MADISON Finance Company Limited will issue a Medium Term Note Programme (MTNP) worth K400 million on the Lusaka Stock Exchange (LuSE) in five years aimed at growing its loan book.
The company will issue K100 million as first tranche which is expected to be launched tomorrow.
The MTNP, which has since been approved by the Securities and Exchange Commission (SEC) and LuSE, is expected to start trading after six months.
Company managing director Titus Waithaka said the purpose of the issue was to finance growth of the loan book from K250 million to K1 billion.
Hence maintaining the growth momentum the company has experienced in the recent past.
Mr Waithaka made the announcement during the presentation of Madison Financial Services Plc (MFS) half-year results in Lusaka.
“The growth will turn Mfinance into a leading Small and Medium Entrepreneur (SME) Bank by 2017,” Mr Waithaka said.
Mr Waithaka said the financial impact of MTNP was to increase the loan book from K250 million.
He said MFinance would be positioned as market leader and a brand name in SME business, adding that the customer base will grow by more than 300 per cent.
Meanwhile, MFinance posted a growth of 45 per cent in revenue in the period ending June 2015.
During the period under review, MFinance recorded K58,998,248 in the first half of 2015, compared to K40,648,320 recorded over the same in 2014.
Profit before tax recorded growth of K36,105,433 up from K22,430,978 which was recorded over the same period in 2014.
LSA Group of Companies chief financial officer Cindy Chiputa said revenue performance was positive at the back of a 44 per cent growth in the loan.
Ms Chiputa said the loan book grew due to a success in increased funding largely coming from Development Finance Institutions (DFIs) who funded a growth in Micro Small and Medium Enterprises (MSME) financing.
“Operating profit grew due to increased revenue, plus an improved management expense ratio. Financial cost increased due to increased interest rates.

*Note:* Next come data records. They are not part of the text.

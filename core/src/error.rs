use thiserror::Error;

#[derive(Error, Debug)]
pub enum PlanError {
    #[error("Database error: {0}")]
    Database(#[from] rusqlite::Error),

    #[error("Serialization error: {0}")]
    Serialization(#[from] serde_json::Error),

    #[error("CSV error: {0}")]
    Csv(#[from] csv::Error),

    #[error("I/O error: {0}")]
    Io(#[from] std::io::Error),

    #[error("Channel split must total 100%, got {total}%")]
    SplitTotal { total: u64 },

    #[error("Rate '{rate}' is zero; every conversion rate must be above 0%")]
    ZeroRate { rate: &'static str },

    #[error("Rate '{rate}' must be in (0, 100], got {value}")]
    InvalidRate { rate: &'static str, value: f64 },

    #[error("Invalid '{field}': {value}")]
    InvalidGoal { field: &'static str, value: f64 },

    #[error("ICP field '{field}' must not be empty")]
    InvalidIcp { field: &'static str },

    #[error("No campaign found; run a calculation first")]
    CampaignNotFound,

    #[error("No target row for '{kpi}' in {year}-{month:02} week {week}")]
    TargetRowNotFound {
        kpi:   String,
        year:  i32,
        month: u32,
        week:  u32,
    },

    #[error(transparent)]
    Other(#[from] anyhow::Error),
}

pub type PlanResult<T> = Result<T, PlanError>;
//! Progress tracking over saved weekly targets.

use crate::{
    schedule::{shift_month, TargetKpi, WeeklyTarget},
    types::PeriodMonths,
};
use chrono::NaiveDate;
use serde::{Deserialize, Serialize};

#[derive(Debug, Clone, Copy, PartialEq, Eq)]
pub enum Field {
    Target,
    Achieved,
}

/// Month shown at `offset`, clamped to the campaign's months.
pub fn month_at_offset(go_live: NaiveDate, offset: u32, period_months: PeriodMonths) -> (i32, u32) {
    let last = period_months.saturating_sub(1);
    shift_month(go_live, offset.min(last))
}

pub fn month_total(rows: &[WeeklyTarget], kpi: TargetKpi, year: i32, month: u32, field: Field) -> i64 {
    rows.iter()
        .filter(|r| r.kpi == kpi && r.year == year && r.month == month)
        .map(|r| match field {
            Field::Target   => r.target,
            Field::Achieved => r.achieved,
        })
        .sum()
}

/// Achieved as a percentage of target; 0 when nothing was targeted.
pub fn achievement_rate(achieved: i64, target: i64) -> f64 {
    if target > 0 {
        achieved as f64 / target as f64 * 100.0
    } else {
        0.0
    }
}

/// Unique KPIs in the order they first appear.
pub fn kpis_in_rows(rows: &[WeeklyTarget]) -> Vec<TargetKpi> {
    let mut seen = Vec::new();
    for r in rows {
        if !seen.contains(&r.kpi) {
            seen.push(r.kpi);
        }
    }
    seen
}

#[derive(Debug, Clone, Serialize, Deserialize, PartialEq)]
pub struct LadderStep {
    pub kpi:              TargetKpi,
    pub label:            String,
    pub monthly_target:   i64,
    pub monthly_achieved: i64,
    pub achievement_rate: f64,
    pub on_track:         bool,
}

/// Monthly roll-up of every KPI in ladder order.
pub fn ladder(rows: &[WeeklyTarget], year: i32, month: u32) -> Vec<LadderStep> {
    TargetKpi::LADDER
        .iter()
        .map(|&kpi| {
            let monthly_target = month_total(rows, kpi, year, month, Field::Target);
            let monthly_achieved = month_total(rows, kpi, year, month, Field::Achieved);
            LadderStep {
                kpi,
                label: kpi.label().to_string(),
                monthly_target,
                monthly_achieved,
                achievement_rate: achievement_rate(monthly_achieved, monthly_target),
                on_track: monthly_achieved >= monthly_target,
            }
        })
        .collect()
}
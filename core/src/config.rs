use crate::{
    assumptions::Assumptions,
    channel::{AccountCapacity, ChannelSplit},
    types::PeriodMonths,
};
use serde::{Deserialize, Serialize};

/// Per-account sending limits used to build capacity ceilings.
#[derive(Debug, Clone, Serialize, Deserialize, PartialEq)]
pub struct CapacityLimits {
    /// Connection requests one LinkedIn account may send per month.
    pub linkedin_requests_per_account_month: f64,
    /// Dials one caller seat may make per working day.
    pub call_dials_per_account_day: f64,
    pub working_days_per_month: f64,
}

impl Default for CapacityLimits {
    fn default() -> Self {
        Self {
            linkedin_requests_per_account_month: 500.0,
            call_dials_per_account_day:          150.0,
            working_days_per_month:              22.0,
        }
    }
}

impl CapacityLimits {
    pub fn linkedin(&self, accounts: u32, period_months: PeriodMonths) -> AccountCapacity {
        AccountCapacity::new(
            accounts,
            self.linkedin_requests_per_account_month,
            period_months as f64,
        )
    }

    pub fn call(&self, accounts: u32, period_months: PeriodMonths) -> AccountCapacity {
        AccountCapacity::new(
            accounts,
            self.call_dials_per_account_day,
            self.working_days_per_month * period_months as f64,
        )
    }
}

#[derive(Debug, Clone, Serialize, Deserialize, PartialEq)]
pub struct PlannerConfig {
    pub assumptions:        Assumptions,
    pub split:              ChannelSplit,
    pub capacity:           CapacityLimits,
    pub period_months:      PeriodMonths,
    pub linkedin_accounts:  u32,
    pub call_accounts:      u32,
}

#[derive(Debug, Clone, Deserialize)]
struct DefaultsFile {
    assumptions: Assumptions,
    split: ChannelSplit,
    #[serde(default)]
    capacity: CapacityLimits,
    period_months: PeriodMonths,
    accounts: AccountsSection,
}

#[derive(Debug, Clone, Deserialize)]
struct AccountsSection {
    linkedin: u32,
    call: u32,
}

impl PlannerConfig {
    /// Load from the data/ directory.
    /// In tests, use PlannerConfig::default_test().
    pub fn load(data_dir: &str) -> anyhow::Result<Self> {
        let path = format!("{data_dir}/planner/defaults.json");
        let content = std::fs::read_to_string(&path)
            .map_err(|e| anyhow::anyhow!("Cannot read {path}: {e}"))?;
        let file: DefaultsFile = serde_json::from_str(&content)?;

        // Reject bad defaults at load time rather than on first calculation.
        file.assumptions
            .to_rates()
            .map_err(|e| anyhow::anyhow!("Invalid assumptions in {path}: {e}"))?;
        file.split
            .validate()
            .map_err(|e| anyhow::anyhow!("Invalid split in {path}: {e}"))?;
        crate::schedule::validate_period(file.period_months)
            .map_err(|e| anyhow::anyhow!("Invalid period in {path}: {e}"))?;

        Ok(Self {
            assumptions:       file.assumptions,
            split:             file.split,
            capacity:          file.capacity,
            period_months:     file.period_months,
            linkedin_accounts: file.accounts.linkedin,
            call_accounts:     file.accounts.call,
        })
    }

    /// Built-in defaults. In tests, prefer this over load().
    pub fn default_test() -> Self {
        Self::default()
    }
}

/// Matches data/planner/defaults.json.
impl Default for PlannerConfig {
    fn default() -> Self {
        Self {
            assumptions:       Assumptions::default(),
            split:             ChannelSplit::default(),
            capacity:          CapacityLimits::default(),
            period_months:     3,
            linkedin_accounts: 4,
            call_accounts:     2,
        }
    }
}

#[cfg(test)]
mod tests {
    use super::*;

    fn write_defaults(dir: &std::path::Path, body: &str) {
        std::fs::create_dir_all(dir.join("planner")).unwrap();
        std::fs::write(dir.join("planner/defaults.json"), body).unwrap();
    }

    fn temp_dir(name: &str) -> std::path::PathBuf {
        let dir = std::env::temp_dir().join(format!("planner-config-{name}-{}", uuid::Uuid::new_v4()));
        std::fs::create_dir_all(&dir).unwrap();
        dir
    }

    #[test]
    fn shipped_defaults_match_built_in_defaults() {
        let data_dir = concat!(env!("CARGO_MANIFEST_DIR"), "/../data");
        let loaded = PlannerConfig::load(data_dir).unwrap();
        assert_eq!(loaded, PlannerConfig::default_test());
    }

    #[test]
    fn missing_file_names_the_path() {
        let err = PlannerConfig::load("/nonexistent-planner-data").unwrap_err();
        assert!(err.to_string().contains("defaults.json"));
    }

    #[test]
    fn bad_split_rejected_at_load() {
        let dir = temp_dir("bad-split");
        let mut body = serde_json::json!({
            "assumptions": Assumptions::default(),
            "split": { "linkedin": 50, "email": 30, "call": 10 },
            "period_months": 3,
            "accounts": { "linkedin": 1, "call": 1 }
        });
        write_defaults(&dir, &body.to_string());
        let err = PlannerConfig::load(dir.to_str().unwrap()).unwrap_err();
        assert!(err.to_string().contains("90"));

        body["split"]["linkedin"] = serde_json::json!(60);
        write_defaults(&dir, &body.to_string());
        let cfg = PlannerConfig::load(dir.to_str().unwrap()).unwrap();
        assert_eq!(cfg.capacity, CapacityLimits::default());
    }

    #[test]
    fn capacity_builders_scale_with_period() {
        let limits = CapacityLimits::default();
        assert_eq!(limits.linkedin(4, 3).ceiling(), 6000.0);
        assert_eq!(limits.call(2, 1).ceiling(), 6600.0);
    }
}
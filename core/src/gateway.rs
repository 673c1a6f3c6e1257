//! Persistence seam between the planner and whatever stores campaigns.
//!
//! RULE: the calculator never touches a gateway. Only the Planner does,
//! after a calculation has succeeded.

use crate::{
    error::PlanResult,
    funnel::{FunnelOutput, PlanInput},
    schedule::{TargetKpi, WeeklyTarget},
    types::{CampaignId, PeriodMonths},
};
use chrono::NaiveDate;
use serde::{Deserialize, Serialize};

#[derive(Debug, Clone, Serialize, Deserialize, PartialEq)]
pub struct Campaign {
    pub campaign_id:   CampaignId,
    pub name:          String,
    pub go_live:       NaiveDate,
    pub period_months: PeriodMonths,
}

/// Address of one weekly cell in the progress table.
#[derive(Debug, Clone, Copy, PartialEq, Eq)]
pub struct WeekKey {
    pub kpi:   TargetKpi,
    pub year:  i32,
    pub month: u32,
    pub week:  u32,
}

pub trait CampaignGateway {
    /// Insert or update by name. Keeps the existing id on update.
    fn upsert_campaign(
        &self,
        name: &str,
        go_live: NaiveDate,
        period_months: PeriodMonths,
    ) -> PlanResult<Campaign>;

    /// Most recently created campaign.
    fn latest_campaign(&self) -> PlanResult<Option<Campaign>>;

    /// Insert or update targets. Previously entered `achieved` values survive.
    fn upsert_weekly_targets(&self, rows: &[WeeklyTarget]) -> PlanResult<()>;

    fn weekly_targets(&self, campaign_id: &str) -> PlanResult<Vec<WeeklyTarget>>;

    fn set_achieved(&self, campaign_id: &str, key: WeekKey, achieved: i64) -> PlanResult<()>;

    fn save_result_snapshot(
        &self,
        campaign_id: &str,
        input: &PlanInput,
        output: &FunnelOutput,
    ) -> PlanResult<()>;

    fn latest_result_snapshot(&self, campaign_id: &str) -> PlanResult<Option<FunnelOutput>>;

    /// Run `f` so that its writes land together or not at all.
    fn with_transaction<T, F>(&self, f: F) -> PlanResult<T>
    where
        Self: Sized,
        F: FnOnce(&Self) -> PlanResult<T>,
    {
        f(self)
    }
}
use super::{conversion_error, PlanStore};
use crate::{
    error::{PlanError, PlanResult},
    gateway::WeekKey,
    schedule::{TargetKpi, WeeklyTarget},
};
use rusqlite::params;

impl PlanStore {
    // ── Weekly targets ────────────────────────────────────────────

    pub(super) fn upsert_weekly_target_rows(&self, rows: &[WeeklyTarget]) -> PlanResult<()> {
        // Joins the caller's transaction when one is already open.
        let tx = if self.conn.is_autocommit() {
            Some(self.conn.unchecked_transaction()?)
        } else {
            None
        };
        {
            let mut stmt = self.conn.prepare(
                "INSERT INTO weekly_target
                    (campaign_id, kpi, kpi_order, year, month, week, target, achieved)
                 VALUES (?1, ?2, ?3, ?4, ?5, ?6, ?7, ?8)
                 ON CONFLICT(campaign_id, kpi, year, month, week) DO UPDATE SET
                    target = excluded.target,
                    kpi_order = excluded.kpi_order",
            )?;
            for r in rows {
                stmt.execute(params![
                    r.campaign_id,
                    r.kpi.label(),
                    kpi_order(r.kpi),
                    r.year,
                    r.month,
                    r.week,
                    r.target,
                    r.achieved,
                ])?;
            }
        }
        if let Some(tx) = tx {
            tx.commit()?;
        }
        log::debug!("upserted {} weekly target rows", rows.len());
        Ok(())
    }

    pub(super) fn weekly_target_rows(&self, campaign_id: &str) -> PlanResult<Vec<WeeklyTarget>> {
        let mut stmt = self.conn.prepare(
            "SELECT campaign_id, kpi, year, month, week, target, achieved
             FROM weekly_target WHERE campaign_id = ?1
             ORDER BY year, month, kpi_order, week",
        )?;
        let rows = stmt.query_map(params![campaign_id], |row| {
            let label: String = row.get(1)?;
            let kpi = TargetKpi::from_label(&label)
                .ok_or_else(|| conversion_error(1, format!("unknown KPI label '{label}'")))?;
            Ok(WeeklyTarget {
                campaign_id: row.get(0)?,
                kpi,
                year: row.get(2)?,
                month: row.get(3)?,
                week: row.get(4)?,
                target: row.get(5)?,
                achieved: row.get(6)?,
            })
        })?;
        rows.collect::<Result<Vec<_>, _>>().map_err(Into::into)
    }

    pub(super) fn update_achieved(
        &self,
        campaign_id: &str,
        key: WeekKey,
        achieved: i64,
    ) -> PlanResult<()> {
        if achieved < 0 {
            return Err(PlanError::InvalidGoal {
                field: "achieved",
                value: achieved as f64,
            });
        }
        let changed = self.conn.execute(
            "UPDATE weekly_target SET achieved = ?1
             WHERE campaign_id = ?2 AND kpi = ?3 AND year = ?4 AND month = ?5 AND week = ?6",
            params![achieved, campaign_id, key.kpi.label(), key.year, key.month, key.week],
        )?;
        if changed == 0 {
            return Err(PlanError::TargetRowNotFound {
                kpi:   key.kpi.label().to_string(),
                year:  key.year,
                month: key.month,
                week:  key.week,
            });
        }
        Ok(())
    }
}

fn kpi_order(kpi: TargetKpi) -> i64 {
    TargetKpi::ALL
        .iter()
        .position(|k| *k == kpi)
        .map(|i| i as i64)
        .unwrap_or(i64::MAX)
}
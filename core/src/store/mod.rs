//! SQLite persistence layer.
//!
//! RULE: Only store/ talks to the database.
//! The planner calls store methods through CampaignGateway; it never
//! executes SQL directly.

use crate::{
    error::PlanResult,
    funnel::{FunnelOutput, PlanInput},
    gateway::{Campaign, CampaignGateway, WeekKey},
    schedule::WeeklyTarget,
    types::PeriodMonths,
};
use chrono::NaiveDate;
use rusqlite::Connection;

mod campaign;
mod snapshot;
mod weekly_target;

pub struct PlanStore {
    conn: Connection,
    path: Option<String>, // None for :memory:, Some(path) for file
}

impl PlanStore {
    pub fn open(path: &str) -> PlanResult<Self> {
        let conn = Connection::open(path)?;
        // WAL mode only for real files (:memory: ignores it).
        let _ = conn.execute_batch("PRAGMA journal_mode=WAL;");
        conn.execute_batch("PRAGMA foreign_keys=ON;")?;
        Ok(Self {
            conn,
            path: Some(path.to_string()),
        })
    }

    /// Open an in-memory database (used in tests).
    pub fn in_memory() -> PlanResult<Self> {
        let conn = Connection::open_in_memory()?;
        conn.execute_batch("PRAGMA foreign_keys=ON;")?;
        Ok(Self { conn, path: None })
    }

    /// Reopen a new connection to the same database.
    /// For in-memory databases, this returns a new in-memory database (isolated).
    pub fn reopen(&self) -> PlanResult<Self> {
        match &self.path {
            Some(p) => Self::open(p),
            None => Self::in_memory(),
        }
    }

    /// Apply all schema migrations in order.
    pub fn migrate(&self) -> PlanResult<()> {
        self.conn
            .execute_batch(include_str!("../../../migrations/001_campaigns.sql"))?;
        self.conn
            .execute_batch(include_str!("../../../migrations/002_weekly_targets.sql"))?;
        self.conn
            .execute_batch(include_str!("../../../migrations/003_result_snapshots.sql"))?;
        Ok(())
    }
}

fn conversion_error(col: usize, msg: String) -> rusqlite::Error {
    rusqlite::Error::FromSqlConversionFailure(col, rusqlite::types::Type::Text, msg.into())
}

impl CampaignGateway for PlanStore {
    fn upsert_campaign(
        &self,
        name: &str,
        go_live: NaiveDate,
        period_months: PeriodMonths,
    ) -> PlanResult<Campaign> {
        self.upsert_campaign_row(name, go_live, period_months)
    }

    fn latest_campaign(&self) -> PlanResult<Option<Campaign>> {
        self.latest_campaign_row()
    }

    fn upsert_weekly_targets(&self, rows: &[WeeklyTarget]) -> PlanResult<()> {
        self.upsert_weekly_target_rows(rows)
    }

    fn weekly_targets(&self, campaign_id: &str) -> PlanResult<Vec<WeeklyTarget>> {
        self.weekly_target_rows(campaign_id)
    }

    fn set_achieved(&self, campaign_id: &str, key: WeekKey, achieved: i64) -> PlanResult<()> {
        self.update_achieved(campaign_id, key, achieved)
    }

    fn save_result_snapshot(
        &self,
        campaign_id: &str,
        input: &PlanInput,
        output: &FunnelOutput,
    ) -> PlanResult<()> {
        self.insert_result_snapshot(campaign_id, input, output)
    }

    fn latest_result_snapshot(&self, campaign_id: &str) -> PlanResult<Option<FunnelOutput>> {
        self.latest_result_snapshot_row(campaign_id)
    }

    /// Dropping the transaction on error rolls every write back.
    fn with_transaction<T, F>(&self, f: F) -> PlanResult<T>
    where
        F: FnOnce(&Self) -> PlanResult<T>,
    {
        let tx = self.conn.unchecked_transaction()?;
        let value = f(self)?;
        tx.commit()?;
        Ok(value)
    }
}
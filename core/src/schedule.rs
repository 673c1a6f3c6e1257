//! Weekly target schedule.
//!
//! Spreads each funnel total evenly over the campaign months, then over
//! four tracked weeks per month. This is the only place values are rounded
//! (up, so the weekly targets never undershoot the plan).

use crate::{
    error::{PlanError, PlanResult},
    funnel::FunnelOutput,
    types::{CampaignId, PeriodMonths, MAX_PERIOD_MONTHS, WEEKS_PER_MONTH},
};
use chrono::{Datelike, NaiveDate};
use serde::{Deserialize, Serialize};
use std::fmt;

/// The KPIs tracked week by week. Labels are stable storage keys.
#[derive(Debug, Clone, Copy, Serialize, Deserialize, PartialEq, Eq, Hash)]
#[serde(rename_all = "snake_case")]
pub enum TargetKpi {
    MeetingsLinkedIn,
    MeetingsEmail,
    MeetingsCall,
    PositiveRepliesLinkedIn,
    TotalRepliesLinkedIn,
    ConnectionRequestsLinkedIn,
    PositiveRepliesEmail,
    TotalRepliesEmail,
    EmailContacts,
    PositiveResponsesCall,
    TotalResponsesCall,
    PhoneContacts,
}

impl TargetKpi {
    /// Schedule order.
    pub const ALL: [TargetKpi; 12] = [
        TargetKpi::MeetingsLinkedIn,
        TargetKpi::MeetingsEmail,
        TargetKpi::MeetingsCall,
        TargetKpi::PositiveRepliesLinkedIn,
        TargetKpi::TotalRepliesLinkedIn,
        TargetKpi::ConnectionRequestsLinkedIn,
        TargetKpi::PositiveRepliesEmail,
        TargetKpi::TotalRepliesEmail,
        TargetKpi::EmailContacts,
        TargetKpi::PositiveResponsesCall,
        TargetKpi::TotalResponsesCall,
        TargetKpi::PhoneContacts,
    ];

    /// Ladder order: top of each channel's funnel down to its meetings.
    pub const LADDER: [TargetKpi; 12] = [
        TargetKpi::ConnectionRequestsLinkedIn,
        TargetKpi::TotalRepliesLinkedIn,
        TargetKpi::PositiveRepliesLinkedIn,
        TargetKpi::MeetingsLinkedIn,
        TargetKpi::EmailContacts,
        TargetKpi::TotalRepliesEmail,
        TargetKpi::PositiveRepliesEmail,
        TargetKpi::MeetingsEmail,
        TargetKpi::PhoneContacts,
        TargetKpi::TotalResponsesCall,
        TargetKpi::PositiveResponsesCall,
        TargetKpi::MeetingsCall,
    ];

    pub fn label(&self) -> &'static str {
        match self {
            TargetKpi::MeetingsLinkedIn           => "Meetings via LinkedIn",
            TargetKpi::MeetingsEmail              => "Meetings via Email",
            TargetKpi::MeetingsCall               => "Meetings via Call",
            TargetKpi::PositiveRepliesLinkedIn    => "Positive Replies LinkedIn",
            TargetKpi::TotalRepliesLinkedIn       => "Total Replies LinkedIn",
            TargetKpi::ConnectionRequestsLinkedIn => "Connection Requests to Send (LinkedIn)",
            TargetKpi::PositiveRepliesEmail       => "Positive Replies Email",
            TargetKpi::TotalRepliesEmail          => "Total Replies Email",
            TargetKpi::EmailContacts              => "Email Contacts Required",
            TargetKpi::PositiveResponsesCall      => "Positive Responses from Call",
            TargetKpi::TotalResponsesCall         => "Total Responses from Call",
            TargetKpi::PhoneContacts              => "Phone Contacts Required (Call)",
        }
    }

    pub fn from_label(label: &str) -> Option<Self> {
        Self::ALL.into_iter().find(|k| k.label() == label)
    }

    /// The funnel stage this KPI tracks, over the whole campaign.
    pub fn total_from(&self, out: &FunnelOutput) -> f64 {
        match self {
            TargetKpi::MeetingsLinkedIn           => out.linkedin.meetings,
            TargetKpi::MeetingsEmail              => out.email.meetings,
            TargetKpi::MeetingsCall               => out.call.meetings,
            TargetKpi::PositiveRepliesLinkedIn    => out.linkedin.positive_replies,
            TargetKpi::TotalRepliesLinkedIn       => out.linkedin.total_replies,
            TargetKpi::ConnectionRequestsLinkedIn => out.linkedin.connection_requests,
            TargetKpi::PositiveRepliesEmail       => out.email.positive_replies,
            TargetKpi::TotalRepliesEmail          => out.email.total_replies,
            TargetKpi::EmailContacts              => out.email.contacts,
            TargetKpi::PositiveResponsesCall      => out.call.positive_responses,
            TargetKpi::TotalResponsesCall         => out.call.total_responses,
            TargetKpi::PhoneContacts              => out.call.contacts,
        }
    }
}

impl fmt::Display for TargetKpi {
    fn fmt(&self, f: &mut fmt::Formatter<'_>) -> fmt::Result {
        f.write_str(self.label())
    }
}

/// One editable cell of the progress table.
#[derive(Debug, Clone, Serialize, Deserialize, PartialEq)]
pub struct WeeklyTarget {
    pub campaign_id: CampaignId,
    pub kpi:         TargetKpi,
    pub year:        i32,
    pub month:       u32,
    pub week:        u32,
    pub target:      i64,
    pub achieved:    i64,
}

/// Calendar (year, month) `offset` months after `start`'s month.
pub fn shift_month(start: NaiveDate, offset: u32) -> (i32, u32) {
    let index = i64::from(start.year()) * 12 + i64::from(start.month0()) + i64::from(offset);
    (index.div_euclid(12) as i32, index.rem_euclid(12) as u32 + 1)
}

/// Campaigns run for 1 to `MAX_PERIOD_MONTHS` months.
pub fn validate_period(period_months: PeriodMonths) -> PlanResult<()> {
    if period_months == 0 || period_months > MAX_PERIOD_MONTHS {
        return Err(PlanError::InvalidGoal {
            field: "period_months",
            value: f64::from(period_months),
        });
    }
    Ok(())
}

pub fn monthly_target(total: f64, period_months: PeriodMonths) -> i64 {
    (total / period_months as f64).ceil() as i64
}

pub fn weekly_target(monthly: i64) -> i64 {
    (monthly as f64 / WEEKS_PER_MONTH as f64).ceil() as i64
}

/// Every (KPI, month, week) row for the campaign, achieved starting at 0.
pub fn build_weekly_targets(
    campaign_id: &str,
    out: &FunnelOutput,
    go_live: NaiveDate,
    period_months: PeriodMonths,
) -> PlanResult<Vec<WeeklyTarget>> {
    validate_period(period_months)?;

    let mut rows = Vec::with_capacity(
        (period_months * WEEKS_PER_MONTH) as usize * TargetKpi::ALL.len(),
    );
    for m in 0..period_months {
        let (year, month) = shift_month(go_live, m);
        for kpi in TargetKpi::ALL {
            let weekly = weekly_target(monthly_target(kpi.total_from(out), period_months));
            for week in 1..=WEEKS_PER_MONTH {
                rows.push(WeeklyTarget {
                    campaign_id: campaign_id.to_string(),
                    kpi,
                    year,
                    month,
                    week,
                    target: weekly,
                    achieved: 0,
                });
            }
        }
    }
    Ok(rows)
}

However, the increase was countered by the increased revenue,” she said.
Ms Chiputa said that the profit of just about break-even was an improvement from a loss recorded over the same period in 2014.
“However, the net profit could not be met due to extra financing costs in the form of foreign losses of K4.8 million emanating from the foreign denominated preference share capital,” she said.